In its mood, the Goblin record is not so far from Transports. It's everything one hoped Prog could be, but, in my limited exposure to it, seldom is. Goblin have what most Prog I've heard doesn't: a depth-plumbing bottom end, a bass that coils and rears like a giant cobra. (Incidentally, what much Prog has in common with Regressive Rock is a disdain for, or indifference towards, rhythm.) Suspiria isn't some steroid-bloated inflation of rock, a prolongation of rock by other means. The instrumentation and the mixing don't reflect rock's trad priorities. Yes, there are guitars, but not as lead instruments. In fact there aren't really lead instruments of any kind here. Woozy kettle drums, rasping semi-audible whispers, trance-inducing percussion, multi-tracked chants, swooping moogs: the first side is a masterpiece of sustained threat, mustering all the tension that Prog typically throws away in its ostentatious determination to showcase virtuosity.

Thanks, chaps.

Posted by mark at October 18, 2003 03:28 PM | TrackBack
Comments

This Suspiria record, right, this is the actual soundtrack to the Dario Argento film 'Suspiria' isn't it? And didn't Dario Argento have a prog group called, uh, Goblin, who made soundtracks for films, most of which were made by, erm, Dario Argento? I love that film like dawn, nylon and scary masks and one of the great things about is...the music!

Posted by: oliver at October 18, 2003 04:50 PM

Yes, that's right, Oliver. (Cringes in shame) I haven't seen the film, I'm embarrassed to say!

Posted by: mark k-punk at October 18, 2003 06:21 PM

The Anchor Bay DVD of the film is quite good. Among other things, there's an exceptionally cheesy music video of Daemonia (the new band featuring Goblin keyboardist Claudio Simonetti) performing the theme music.

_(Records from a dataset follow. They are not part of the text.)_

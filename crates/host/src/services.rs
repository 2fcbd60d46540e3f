//! IDE services the view can ask the host for
//!
//! Everything here is outside the document model: opening links, running
//! commands, exports and tooling. Embedders supply their own [`HostServices`];
//! [`TracingServices`] just records the requests.

use std::path::Path;

use async_trait::async_trait;
use md_web_protocol::ExportFormat;
use url::Url;

#[async_trait]
pub trait HostServices: Send + Sync {
    async fn open_link(&self, url: &str) -> anyhow::Result<()>;
    async fn run_command(&self, id: &str) -> anyhow::Result<()>;
    async fn export(&self, document: &Path, format: ExportFormat, without_outline: bool) -> anyhow::Result<()>;
    async fn edit_in_text_editor(&self, document: &Path) -> anyhow::Result<()>;
    async fn open_developer_tools(&self) -> anyhow::Result<()>;
    /// Remember whether the outline panel is shown
    async fn save_outline(&self, enabled: bool) -> anyhow::Result<()>;
}

/// Logs each request and does nothing else
#[derive(Debug, Clone, Copy, Default)]
pub struct TracingServices;

#[async_trait]
impl HostServices for TracingServices {
    async fn open_link(&self, url: &str) -> anyhow::Result<()> {
        tracing::info!(url, "open link");
        Ok(())
    }

    async fn run_command(&self, id: &str) -> anyhow::Result<()> {
        tracing::info!(command = id, "run command");
        Ok(())
    }

    async fn export(&self, document: &Path, format: ExportFormat, without_outline: bool) -> anyhow::Result<()> {
        tracing::info!(
            document = %document.display(),
            format = format.as_str(),
            without_outline,
            "export"
        );
        Ok(())
    }

    async fn edit_in_text_editor(&self, document: &Path) -> anyhow::Result<()> {
        tracing::info!(document = %document.display(), "edit as text");
        Ok(())
    }

    async fn open_developer_tools(&self) -> anyhow::Result<()> {
        tracing::info!("developer tools");
        Ok(())
    }

    async fn save_outline(&self, enabled: bool) -> anyhow::Result<()> {
        tracing::info!(enabled, "outline toggled");
        Ok(())
    }
}

/// Turn a link from the document into something the OS can open.
///
/// Absolute URLs pass through. Anything else is a path relative to the
/// document and becomes a `file://` URL.
pub fn resolve_link(document: &Path, href: &str) -> Option<String> {
    let href = href.trim();
    if href.is_empty() {
        return None;
    }
    if let Ok(url) = Url::parse(href) {
        return Some(url.to_string());
    }

    let (path, fragment) = href.split_once('#').map_or((href, None), |(p, f)| (p, Some(f)));
    let base = document.parent()?;
    let target = if path.is_empty() {
        document.to_path_buf()
    } else {
        base.join(path)
    };
    let mut url = Url::from_file_path(&target).ok()?;
    url.set_fragment(fragment);
    Some(url.to_string())
}

#[cfg(test)]
mod tests {
    use super::*;

    #[test]
    fn test_absolute_links_pass_through() {
        let doc = Path::new("/notes/a.md");
        assert_eq!(
            resolve_link(doc, "https://example.com/x").as_deref(),
            Some("https://example.com/x")
        );
        assert_eq!(
            resolve_link(doc, "mailto:me@example.com").as_deref(),
            Some("mailto:me@example.com")
        );
    }

    #[cfg(unix)]
    #[test]
    fn test_relative_links_resolve_against_document() {
        let doc = Path::new("/notes/a.md");
        assert_eq!(
            resolve_link(doc, "b.md").as_deref(),
            Some("file:///notes/b.md")
        );
        assert_eq!(
            resolve_link(doc, "sub/c.md#intro").as_deref(),
            Some("file:///notes/sub/c.md#intro")
        );
        assert_eq!(
            resolve_link(doc, "#top").as_deref(),
            Some("file:///notes/a.md#top")
        );
        assert_eq!(resolve_link(doc, "  "), None);
    }
}
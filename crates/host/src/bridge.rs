//! Document Bridge
//!
//! Applies view edits and external changes to the [`Session`] in a single
//! order, decided by the session's own revision counter.

use md_web_protocol::{EditPayload, EditorConfig, OpenPayload, UpdatePayload};
use tracing::{debug, info};

use crate::persist::Snapshot;
use crate::session::Session;

#[derive(Debug, Clone, Copy, PartialEq, Eq)]
pub enum EditOutcome {
    Accepted { revision: u64 },
    /// Same content as the session already holds
    Unchanged,
    /// Based on content older than the last external replacement
    Stale { base: u64, external: u64 },
}

#[derive(Debug, Clone, Copy, PartialEq, Eq)]
pub enum ExternalOrigin {
    Undo,
    Redo,
    Reload,
}

impl ExternalOrigin {
    pub const fn as_str(self) -> &'static str {
        match self {
            Self::Undo => "undo",
            Self::Redo => "redo",
            Self::Reload => "reload",
        }
    }
}

#[derive(Debug)]
pub struct DocumentBridge {
    session: Session,
}

impl DocumentBridge {
    pub const fn new(session: Session) -> Self {
        Self { session }
    }

    pub const fn session(&self) -> &Session {
        &self.session
    }

    pub fn snapshot(&self) -> Snapshot {
        Snapshot {
            revision: self.session.revision,
            content: self.session.content.clone(),
        }
    }

    /// Apply an edit coming from the view
    pub fn accept_edit(&mut self, edit: EditPayload) -> EditOutcome {
        let session = &mut self.session;
        session.touch();

        if let Some(base) = edit.base_revision() {
            if base < session.external_revision {
                debug!(
                    session_id = %session.id,
                    base,
                    external = session.external_revision,
                    "rejecting stale edit"
                );
                return EditOutcome::Stale {
                    base,
                    external: session.external_revision,
                };
            }
        }

        if edit.content() == session.content {
            return EditOutcome::Unchanged;
        }

        session.content = edit.into_content();
        session.revision += 1;
        session.dirty = true;
        EditOutcome::Accepted {
            revision: session.revision,
        }
    }

    /// Replace the content from the host side; returns the update to push
    pub fn apply_external(&mut self, content: String, origin: ExternalOrigin) -> Option<UpdatePayload> {
        let session = &mut self.session;
        if content == session.content {
            return None;
        }

        session.content = content;
        session.revision += 1;
        session.external_revision = session.revision;
        session.dirty = true;
        info!(
            session_id = %session.id,
            revision = session.revision,
            origin = origin.as_str(),
            "external change"
        );

        Some(UpdatePayload {
            content: session.content.clone(),
            revision: session.revision,
        })
    }

    pub fn record_scroll(&mut self, top: f64) {
        if top.is_finite() {
            self.session.scroll_top = top.max(0.0);
        }
    }

    /// Returns true when this write brought the session fully up to date
    pub fn mark_persisted(&mut self, revision: u64) -> bool {
        let session = &mut self.session;
        session.persisted_revision = session.persisted_revision.max(revision);
        if session.persisted_revision >= session.revision {
            session.dirty = false;
        }
        !session.dirty
    }

    pub fn open_payload(&self, config: EditorConfig) -> OpenPayload {
        OpenPayload {
            content: self.session.content.clone(),
            root_path: self.session.root_path.to_string_lossy().into_owned(),
            config,
            scroll_top: self.session.scroll_top,
            revision: self.session.revision,
        }
    }
}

Goblin did soundtrack work for quite a few non-Argento projects, though the one I'd be most interested in hearing is the score they did for the Italian issue of George Romero's Dawn of the Dead, which Argento produced...

Posted by: James Russell at October 19, 2003 07:40 AM

Movie Grooves has loads of Goblin stuff:

http://www.moviegrooves.com/shop/goblin.htm

Not generally as good or wild as Suspiria, but Profondo Rosso is a particular favourite...

Posted by: Ben Squires at October 21, 2003 09:20 AM

'Solamente Nero' is worth checking out too. The music was written by Stevio Cipriani but performed by Goblin. It's half oscillating transylvania synths and half songs (most of them under 2 mins), many of which are basically revisits to the same horror disco themes that get more fried and dubbed out each time.